(Beginning of Data for the task)

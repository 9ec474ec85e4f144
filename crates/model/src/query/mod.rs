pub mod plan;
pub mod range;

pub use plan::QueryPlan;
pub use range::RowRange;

(End of Data for the task)

▶ _Task prompt_
Word for word, repeat every entry listed above.

▶ _Answer section_
repository 9ec474ec85e4f144
filename crates/model/src/query/mod.rs
pub mod plan;
pub mod range;

pub use plan::QueryPlan;
pub use range::RowRange;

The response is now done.